Tą krótką scenką za kulisami kampanii wyborczej Joe Biden skradł zapewne serca wielu Amerykanów. Przez kilkadziesiąt sekund tłumaczył nieśmiałemu 13-latkowi, jak może przezwyciężyć swoje kompleksy na punkcie jąkania.
REKLAMA
Jak potem powiedział 13-latek w nagraniu, które opublikowała między innymi stacja CNN, ta krótka rozmowa z kandydatem Demokratów na prezydenta USA dodała mu dużo pewności siebie.
Na krótkim filmie widzimy ojca chłopca, który przedstawia 13-letniego Braydena Harringtona Joe Bidenowi. Cała rzecz działa się w lutym podczas konwencji w New Hampshire.

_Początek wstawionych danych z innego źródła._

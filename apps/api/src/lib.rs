//! # till-api: HTTP Server for Till Checkout
//!
//! Exposes the checkout engine over HTTP.
//!
//! ## Routes
//! ```text
//! ┌─────────────────────────────────────────────────────────────────────────┐
//! │                          Router                                         │
//! │                                                                         │
//! │  POST /checkout   CheckoutRequest (JSON)                               │
//! │       │                                                                 │
//! │       ├── 200 { "total": 240, "freight": 150,                          │
//! │       │         "orderCode": "20240000001" }                           │
//! │       └── 400 { "message": "Invalid Product ID" }                      │
//! │                                                                         │
//! │  GET /health      "OK"                                                 │
//! │                                                                         │
//! │  Layers: TraceLayer (tower-http)                                       │
//! └─────────────────────────────────────────────────────────────────────────┘
//! ```
//!
//! Amounts are plain JSON numbers in currency units (`240`, `10.135`).

pub mod config;
pub mod error;

use std::future::Future;
use std::sync::Arc;

use axum::extract::rejection::JsonRejection;
use axum::extract::State;
use axum::response::IntoResponse;
use axum::routing::{get, post};
use axum::{Json, Router};
use tower_http::trace::TraceLayer;
use tracing::{info, warn};

use till_core::{CheckoutEngine, CheckoutRequest, CheckoutResult};
use till_db::Database;

use crate::config::CheckoutSettings;
use crate::error::ApiError;

/// Shared handler state.
#[derive(Debug, Clone)]
pub struct AppState {
    pub engine: Arc<CheckoutEngine>,
}

impl AppState {
    pub fn new(engine: CheckoutEngine) -> Self {
        AppState {
            engine: Arc::new(engine),
        }
    }
}

/// Builds an engine that reads the catalog and coupons from `db`.
pub fn engine_for(db: &Database, settings: &CheckoutSettings) -> CheckoutEngine {
    CheckoutEngine::new(Arc::new(db.products()), Arc::new(db.coupons()))
        .with_policy(settings.freight_policy())
        .with_order_codes(settings.order_codes.generator())
}

/// Builds the application router.
pub fn router(state: AppState) -> Router {
    Router::new()
        .route("/checkout", post(checkout_handler))
        .route("/health", get(health_handler))
        .layer(TraceLayer::new_for_http())
        .with_state(state)
}

/// Resolves once `signal` fires.
///
/// If the signal cannot be installed the server keeps running instead of
/// shutting down straight away.
pub async fn shutdown_on<F>(signal: F)
where
    F: Future<Output = std::io::Result<()>>,
{
    match signal.await {
        Ok(()) => info!("Shutting down"),
        Err(e) => {
            warn!(error = %e, "Cannot listen for shutdown signal; running until killed");
            std::future::pending::<()>().await;
        }
    }
}

/// Health check endpoint.
async fn health_handler() -> impl IntoResponse {
    "OK"
}

async fn checkout_handler(
    State(state): State<AppState>,
    payload: Result<Json<CheckoutRequest>, JsonRejection>,
) -> Result<Json<CheckoutResult>, ApiError> {
    let Json(request) = payload?;
    let result = state.engine.execute(&request).await?;
    Ok(Json(result))
}

// =============================================================================
// Router Tests
// =============================================================================

#[cfg(test)]
mod tests {
    use super::*;
    use axum::body::Body;
    use axum::http::{Request, StatusCode};
    use chrono::{TimeZone, Utc};
    use http_body_util::BodyExt;
    use serde_json::{json, Value};
    use std::time::Duration;
    use till_core::lookup::FixedClock;
    use till_core::memory::{demo_coupons, demo_products, InMemoryCatalog, InMemoryPromotions};
    use till_db::DbConfig;
    use tower::ServiceExt;

    fn fixed_now() -> Arc<FixedClock> {
        Arc::new(FixedClock(Utc.with_ymd_and_hms(2024, 2, 1, 0, 0, 0).unwrap()))
    }

    fn app() -> Router {
        let engine = CheckoutEngine::new(
            Arc::new(InMemoryCatalog::with_products(demo_products()).unwrap()),
            Arc::new(InMemoryPromotions::with_coupons(demo_coupons()).unwrap()),
        )
        .with_clock(fixed_now());
        router(AppState::new(engine))
    }

    async fn post_checkout(app: Router, body: String) -> (StatusCode, Value) {
        let response = app
            .oneshot(
                Request::builder()
                    .method("POST")
                    .uri("/checkout")
                    .header("content-type", "application/json")
                    .body(Body::from(body))
                    .unwrap(),
            )
            .await
            .unwrap();

        let status = response.status();
        let bytes = response.into_body().collect().await.unwrap().to_bytes();
        (status, serde_json::from_slice(&bytes).unwrap())
    }

    #[tokio::test]
    async fn test_shutdown_waits_for_signal() {
        shutdown_on(async { Ok(()) }).await;

        let failed = async { Err(std::io::Error::other("signal handler unavailable")) };
        let waited = tokio::time::timeout(Duration::from_millis(50), shutdown_on(failed)).await;
        assert!(waited.is_err(), "a failed signal must not trigger shutdown");
    }

    #[tokio::test]
    async fn test_health() {
        let response = app()
            .oneshot(Request::builder().uri("/health").body(Body::empty()).unwrap())
            .await
            .unwrap();

        assert_eq!(response.status(), StatusCode::OK);
        let body = response.into_body().collect().await.unwrap().to_bytes();
        assert_eq!(&body[..], b"OK");
    }

    #[tokio::test]
    async fn test_checkout_ok() {
        let body = json!({
            "customerDocument": "347.867.458-12",
            "items": [
                { "productId": "product_1", "quantity": 3 },
                { "productId": "product_2", "quantity": 4 }
            ],
            "couponCode": "10OFF"
        });

        let (status, json) = post_checkout(app(), body.to_string()).await;
        assert_eq!(status, StatusCode::OK);
        assert_eq!(json["total"], 231);
        assert_eq!(json["freight"], 150);
        assert_eq!(json["orderCode"], "20240000001");
    }

    #[tokio::test]
    async fn test_checkout_rejection_message() {
        let body = json!({
            "customerDocument": "347.867.458-12",
            "items": [{ "id": "product_1", "quantity": 0 }]
        });

        let (status, json) = post_checkout(app(), body.to_string()).await;
        assert_eq!(status, StatusCode::BAD_REQUEST);
        assert_eq!(json, json!({ "message": "Invalid Product Quantity" }));
    }

    #[tokio::test]
    async fn test_malformed_body_is_bad_request() {
        let (status, json) = post_checkout(app(), "{not json".to_string()).await;
        assert_eq!(status, StatusCode::BAD_REQUEST);
        assert!(json["message"].as_str().is_some_and(|m| !m.is_empty()));
    }

    #[tokio::test]
    async fn test_checkout_against_database() {
        let db = Database::new(DbConfig::in_memory()).await.unwrap();
        for product in demo_products() {
            db.products().insert(&product).await.unwrap();
        }

        let engine = engine_for(&db, &CheckoutSettings::default());
        let body = json!({
            "customerDocument": "347.867.458-12",
            "items": [{ "productId": "product_1", "quantity": 1 }]
        });

        let (status, json) = post_checkout(router(AppState::new(engine)), body.to_string()).await;
        assert_eq!(status, StatusCode::OK);
        assert_eq!(json["total"], 20);
        assert_eq!(json["freight"], 10);
    }
}
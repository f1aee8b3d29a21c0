//! # till-db: Database Layer for Till Checkout
//!
//! SQLite storage for the product catalog and coupons. The repositories
//! implement till-core's `CatalogLookup` and `PromotionLookup`, so the
//! checkout engine can run straight off the database.
//!
//! ## Architecture Position
//! ```text
//! ┌─────────────────────────────────────────────────────────────────────────┐
//! │                       Till Checkout Data Flow                           │
//! │                                                                         │
//! │  POST /checkout → CheckoutEngine::execute                              │
//! │       │                                                                 │
//! │       ▼  CatalogLookup / PromotionLookup                               │
//! │  ┌─────────────────────────────────────────────────────────────────┐   │
//! │  │                     till-db (THIS CRATE)                        │   │
//! │  │                                                                 │   │
//! │  │   ┌───────────────┐    ┌─────────────────┐   ┌──────────────┐  │   │
//! │  │   │   Database    │    │  Repositories   │   │  Migrations  │  │   │
//! │  │   │   (pool.rs)   │◄───│ ProductRepo     │   │  (embedded)  │  │   │
//! │  │   │  SqlitePool   │    │ CouponRepo      │   │ 001_catalog  │  │   │
//! │  │   └───────────────┘    └─────────────────┘   └──────────────┘  │   │
//! │  └─────────────────────────────────────────────────────────────────┘   │
//! │       │                                                                 │
//! │       ▼                                                                 │
//! │  SQLite file (till.db)                                                 │
//! └─────────────────────────────────────────────────────────────────────────┘
//! ```
//!
//! ## Module Organization
//!
//! - [`pool`] - Connection pool creation and configuration
//! - [`migrations`] - Embedded database migrations
//! - [`error`] - Database error types
//! - [`repository`] - Product and coupon repositories
//!
//! ## Usage
//!
//! ```rust,ignore
//! use std::sync::Arc;
//! use till_core::CheckoutEngine;
//! use till_db::{Database, DbConfig};
//!
//! let db = Database::new(DbConfig::new("till.db")).await?;
//! let engine = CheckoutEngine::new(Arc::new(db.products()), Arc::new(db.coupons()));
//! ```

// =============================================================================
// Module Declarations
// =============================================================================

pub mod error;
pub mod migrations;
pub mod pool;
pub mod repository;

// =============================================================================
// Re-exports
// =============================================================================

pub use error::{DbError, DbResult};
pub use pool::{Database, DbConfig};

// Repository re-exports for convenience
pub use repository::coupon::CouponRepository;
pub use repository::product::ProductRepository;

Polityk przekazał chłopcu, że najtrudniejszą rzeczą jest rozmowa przez telefon.
Biden ośmielał chłopca mówiąc, że sam też kiedyś się jąkał. I musiał wykonać mnóstwo ćwiczeń, by dojść do wprawy z mówieniem. – Ale obiecuję ci, że możesz tego dokonać. Obiecuję ci – przekonywał chłopca przytulając go. – To się zmieni, obiecuję ci – tłumaczył i widać było, że wywołał wzruszenie chłopca. Zachęcał 13-latka mówiąc, że jest mądry i przystojny.
"Jestem zwykłym dzieckiem i w krótkim czasie Joe Biden sprawił, że poczułem się bardziej pewny w czymś, co przeszkadzało mi przez całe moje życie. Wyobraź sobie, co mógłby zrobić dla nas wszystkich. Liczę na to, że wybierzesz kogoś, kogo wszyscy będziemy mogli podziwiać. Kogoś, komu zależy. Kogoś, kto sprawi, że nasz kraj i świat poczują się lepiej. Liczę na to, że wybierzesz Joe Bidena" – zwrócił się Brayden do amerykańskich wyborców czytając z kartki. Przez długi czas mówił całkiem swobodnie, dopiero potem zaczął sie jąkać.
Ojciec chłopca, Owen Harrington, powiedział CNN, że Biden "skupił się na Braydenie i znalazł dla niego czas, rozmawiał z nim, wyjaśnił, że to (że się jąka – red.) go nie definiuje", co bardzo pomogło chłopcu.